[Stored data]

/// Recent session row for the timeline UI.
#[derive(Debug, Clone, Serialize)]
pub struct RunMeta {
    pub run_id: String,
    pub start_ts: f64,
    pub end_ts: Option<f64>,
    pub last_heartbeat_ts: Option<f64>,
    pub pid: i64,
    pub host: String,
}

/// One clipped timeline segment.
#[derive(Debug, Clone, Serialize)]
pub struct TimelineItem {
    pub client: String,
    pub model: Option<String>,
    pub state: String,
    pub start: f64,
    pub end: f64,
}

#[derive(Debug, Clone, Serialize)]
pub struct TimelineResponse {
    pub run_id: String,
    pub window: TimelineWindow,
    pub clients: Vec<String>,
    pub items: Vec<TimelineItem>,
    pub legend: serde_json::Value,
}

#[derive(Debug, Clone, Serialize)]
pub struct TimelineWindow {
    pub from: f64,
    pub to: f64,
}

#[derive(Debug, Clone)]
struct OpenInterval {
    row_id: i64,
    state: IntervalState,
    model: Option<String>,
}

struct LogInner {
    conn: Connection,
    /// Open interval per client; invariant: at most one per client.
    open: HashMap<String, OpenInterval>,
}

pub struct StateLog {
    run_id: String,
    heartbeat_interval: Duration,
    heartbeat_grace: f64,
    sink: EventSink,
    stream: Mutex<Option<EventStream>>,
    inner: Mutex<LogInner>,
    tasks: Mutex<Vec<JoinHandle<()>>>,
}

impl StateLog {
    /// Open (and create if needed) the store, register this run and heal any
    /// runs that died without a graceful stop.
    pub fn open(config: StateLogConfig) -> Result<Self> {
        let run_id = config.run_id.unwrap_or_else(generate_run_id);
        let conn = open_connection(&config.db_path)?;
        conn.execute_batch(SCHEMA)
            .context("failed to initialize state log schema")?;

        let (sink, stream) = events::channel();
        let log = Self {
            run_id,
            heartbeat_interval: Duration::from_secs(config.heartbeat_interval_sec.max(1)),
            heartbeat_grace: config.heartbeat_grace_sec as f64,
            sink,
            stream: Mutex::new(Some(stream)),
            inner: Mutex::new(LogInner {
                conn,
                open: HashMap::new(),
            }),
            tasks: Mutex::new(Vec::new()),
        };

        log.register_run_meta()?;
        log.reconcile_stale_runs()?;
        Ok(log)
    }

    pub fn run_id(&self) -> &str {
        &self.run_id
    }

    /// Spawn the heartbeat writer and the event consumer. Safe to call once;
    /// later calls are no-ops.
    pub fn start(self: &Arc<Self>) {
        let Some(mut stream) = self.stream.lock().unwrap_or_else(|e| e.into_inner()).take()
        else {
            return;
        };

        let consumer = {
            let log = Arc::clone(self);
            tokio::spawn(async move {
                while let Some(event) = stream.recv().await {
                    if let Err(err) = log.handle_event(event) {
                        warn!(error = %err, "state log failed to persist event");
                    }
                }
            })
        };

        let heartbeat = {
            let log = Arc::clone(self);
            tokio::spawn(async move {
                let mut ticker = tokio::time::interval(log.heartbeat_interval);
                ticker.set_missed_tick_behavior(tokio::time::MissedTickBehavior::Skip);
                loop {
                    ticker.tick().await;
                    if let Err(err) = log.touch_heartbeat(now_ts()) {
                        warn!(error = %err, "heartbeat write failed");
                    }
                }
            })
        };

        let mut tasks = self.tasks.lock().unwrap_or_else(|e| e.into_inner());
        tasks.push(consumer);
        tasks.push(heartbeat);
        info!(run_id = %self.run_id, "state log started");
    }

    /// Best-effort orderly shutdown: close every open interval and stamp the
    /// run's `end_ts`. A crash that skips this is healed by reconciliation
    /// on the next start.
    pub fn stop(&self) {
        let now = now_ts();

        {
            let mut inner = self.inner.lock().unwrap_or_else(|e| e.into_inner());
            let names: Vec<String> = inner.open.keys().cloned().collect();
            for name in names {
                if let Err(err) = close_interval(&mut inner, &name, now, None, None, None) {
                    warn!(error = %err, client = %name, "failed to close interval on stop");
                }
            }
            if let Err(err) = inner.conn.execute(
                "UPDATE run_meta SET end_ts = ?1 WHERE run_id = ?2 AND end_ts IS NULL",
                (now, &self.run_id),
            ) {
                warn!(error = %err, "failed to stamp run end");
            }
        }

        for task in self.tasks.lock().unwrap_or_else(|e| e.into_inner()).drain(..) {
            task.abort();
        }
        info!(run_id = %self.run_id, "state log stopped");
    }

    /// Wire a client's event channel into this log and open its baseline
    /// idle interval so the timeline starts at registration.
    pub fn attach_client(&self, client: &BackendClient) {
        client.set_event_sink(self.sink.clone());

        let ts = now_ts();
        let state = IntervalState::idle_for(client.status());
        let model = Some(client.current_model());
        let mut inner = self.inner.lock().unwrap_or_else(|e| e.into_inner());
        if inner.open.contains_key(client.name()) {
            let _ = close_interval(&mut inner, client.name(), ts, None, None, None);
        }
        if let Err(err) = open_interval(
            &mut inner,
            &self.run_id,
            client.name(),
            state,
            model,
            ts,
            false,
            json!({"event": "register"}),
        ) {
            warn!(error = %err, client = %client.name(), "failed to open baseline interval");
        }
    }

    /// Fold one client event into the interval store.
    pub fn handle_event(&self, event: ClientEvent) -> Result<()> {
        self.touch_heartbeat(event.ts())?;

        let mut inner = self.inner.lock().unwrap_or_else(|e| e.into_inner());
        match event {
            ClientEvent::ChatStart {
                client,
                model,
                ts,
                is_health_check,
            } => ensure_state(
                &mut inner,
                &self.run_id,
                &client,
                IntervalState::Running,
                model,
                ts,
                is_health_check,
                json!({"event": "chat_start"}),
            ),
            ClientEvent::ChatEnd {
                client,
                model,
                ts,
                is_health_check,
                success,
                error_kind,
                error_code,
                status,
            } => {
                let final_state = if success {
                    IntervalState::RunSuccess
                } else {
                    IntervalState::RunFail
                };
                let error_type = error_kind.map(|k| k.as_str().to_string());
                close_interval(
                    &mut inner,
                    &client,
                    ts,
                    Some(final_state),
                    error_type,
                    error_code,
                )?;
                // The client settles into an idle interval matching its
                // post-chat status.
                open_interval(
                    &mut inner,
                    &self.run_id,
                    &client,
                    IntervalState::idle_for(status),
                    model,
                    ts,
                    is_health_check,
                    json!({"event": "idle_after_chat", "success": success}),
                )
            }
            ClientEvent::StatusChange {
                client,
                ts,
                old_status,
                new_status,
            } => {
                // Never interrupt an in-flight call; the chat_end event will
                // pick up the final status.
                if inner
                    .open
                    .get(&client)
                    .map(|o| o.state == IntervalState::Running)
                    .unwrap_or(false)
                {
                    return Ok(());
                }
                ensure_state(
                    &mut inner,
                    &self.run_id,
                    &client,
                    IntervalState::idle_for(new_status),
                    None,
                    ts,
                    false,
                    json!({
                        "event": "status_change",
                        "old": old_status.as_str(),
                        "new": new_status.as_str(),
                    }),
                )
            }
        }
    }

    /// Close runs that never wrote `end_ts` and whose heartbeat expired,
    /// stamping both the run and its dangling intervals at the last
    /// heartbeat. Idempotent: healed runs no longer match the filter.
    pub fn reconcile_stale_runs(&self) -> Result<()> {
        let cutoff = now_ts() - self.heartbeat_grace;
        let inner = self.inner.lock().unwrap_or_else(|e| e.into_inner());

        let stale: Vec<(String, f64)> = {
            let mut stmt = inner.conn.prepare(
                "SELECT run_id, last_heartbeat_ts FROM run_meta
                 WHERE end_ts IS NULL AND last_heartbeat_ts IS NOT NULL
                   AND last_heartbeat_ts < ?1",
            )?;
            let rows = stmt.query_map([cutoff], |row| Ok((row.get(0)?, row.get(1)?)))?;
            rows.collect::<std::result::Result<_, _>>()?
        };

        for (run_id, last_heartbeat) in stale {
            info!(run_id = %run_id, last_heartbeat, "reconciling stale run");
            inner.conn.execute(
                "UPDATE run_meta SET end_ts = ?1 WHERE run_id = ?2 AND end_ts IS NULL",
                (last_heartbeat, &run_id),
            )?;
            inner.conn.execute(
                "UPDATE client_state_log SET ts_end = ?1
                 WHERE run_id = ?2 AND ts_end IS NULL AND ts_start <= ?1",
                (last_heartbeat, &run_id),
            )?;
        }
        Ok(())
    }

    /// Recent sessions, newest first.
    pub fn get_run_list(&self, limit: usize) -> Result<Vec<RunMeta>> {
        let inner = self.inner.lock().unwrap_or_else(|e| e.into_inner());
        let mut stmt = inner.conn.prepare(
            "SELECT run_id, start_ts, end_ts, last_heartbeat_ts, COALESCE(pid, 0),
                    COALESCE(host, '')
             FROM run_meta ORDER BY start_ts DESC LIMIT ?1",
        )?;
        let rows = stmt.query_map([limit], |row| {
            Ok(RunMeta {
                run_id: row.get(0)?,
                start_ts: row.get(1)?,
                end_ts: row.get(2)?,
                last_heartbeat_ts: row.get(3)?,
                pid: row.get(4)?,
                host: row.get(5)?,
            })
        })?;
        rows.collect::<std::result::Result<_, _>>()
            .map_err(Into::into)
    }

    /// Intervals overlapping `[from_ts, to_ts]`, clipped to the window.
    /// Open intervals extend to `to_ts`.
    pub fn query_timeline(
        &self,
        run_id: &str,
        from_ts: f64,
        to_ts: f64,
        client_name: Option<&str>,
    ) -> Result<TimelineResponse> {
        let to_ts = if to_ts <= from_ts { from_ts + 1.0 } else { to_ts };

        // Cheap safety: heal before serving, so a crashed run read shortly
        // after restart is already clipped to its heartbeat.
        if let Err(err) = self.reconcile_stale_runs() {
            warn!(error = %err, "reconcile before timeline query failed");
        }

        let inner = self.inner.lock().unwrap_or_else(|e| e.into_inner());
        let mut sql = String::from(
            "SELECT client_name, model_name, state, ts_start, COALESCE(ts_end, ?1)
             FROM client_state_log
             WHERE run_id = ?2 AND ts_start <= ?1 AND COALESCE(ts_end, ?1) >= ?3",
        );
        if client_name.is_some() {
            sql.push_str(" AND client_name = ?4");
        }
        sql.push_str(" ORDER BY client_name, ts_start ASC");

        let mut stmt = inner.conn.prepare(&sql)?;
        let map_row = |row: &rusqlite::Row<'_>| {
            Ok((
                row.get::<_, String>(0)?,
                row.get::<_, Option<String>>(1)?,
                row.get::<_, String>(2)?,
                row.get::<_, f64>(3)?,
                row.get::<_, f64>(4)?,
            ))
        };
        let rows: Vec<(String, Option<String>, String, f64, f64)> = match client_name {
            Some(name) => stmt
                .query_map((to_ts, run_id, from_ts, name), map_row)?
                .collect::<std::result::Result<_, _>>()?,
            None => stmt
                .query_map((to_ts, run_id, from_ts), map_row)?
                .collect::<std::result::Result<_, _>>()?,
        };

        let mut items = Vec::with_capacity(rows.len());
        let mut clients = std::collections::BTreeSet::new();
        for (client, model, state, start, end) in rows {
            let clipped_start = start.max(from_ts);
            let clipped_end = end.min(to_ts);
            if clipped_end <= clipped_start {
                continue;
            }
            clients.insert(client.clone());
            items.push(TimelineItem {
                client,
                model: model.filter(|m| !m.is_empty()),
                state,
                start: clipped_start,
                end: clipped_end,
            });
        }

        Ok(TimelineResponse {
            run_id: run_id.to_string(),
            window: TimelineWindow {
                from: from_ts,
                to: to_ts,
            },
            clients: clients.into_iter().collect(),
            items,
            legend: legend(),
        })
    }

    fn register_run_meta(&self) -> Result<()> {
        let now = now_ts();
        let host = std::env::var("HOSTNAME").unwrap_or_else(|_| "unknown".into());
        let inner = self.inner.lock().unwrap_or_else(|e| e.into_inner());
        inner.conn.execute(
            "INSERT OR IGNORE INTO run_meta(run_id, start_ts, last_heartbeat_ts, end_ts, pid, host)
             VALUES(?1, ?2, ?3, NULL, ?4, ?5)",
            (&self.run_id, now, now, std::process::id() as i64, host),
        )?;
        Ok(())
    }

    fn touch_heartbeat(&self, ts: f64) -> Result<()> {
        let inner = self.inner.lock().unwrap_or_else(|e| e.into_inner());
        inner.conn.execute(
            "UPDATE run_meta SET last_heartbeat_ts = ?1 WHERE run_id = ?2",
            (ts, &self.run_id),
        )?;
        Ok(())
    }
}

→ **WORK INSTRUCTION**
Search the records above for "tasks". Copy each line where it is found.

→ **ANSWER TO THE PROBLEM**
    tasks: Mutex<Vec<JoinHandle<()>>>,
            tasks: Mutex::new(Vec::new()),
        let mut tasks = self.tasks.lock().unwrap_or_else(|e| e.into_inner());
        tasks.push(consumer);
        tasks.push(heartbeat);
        for task in self.tasks.lock().unwrap_or_else(|e| e.into_inner()).drain(..) {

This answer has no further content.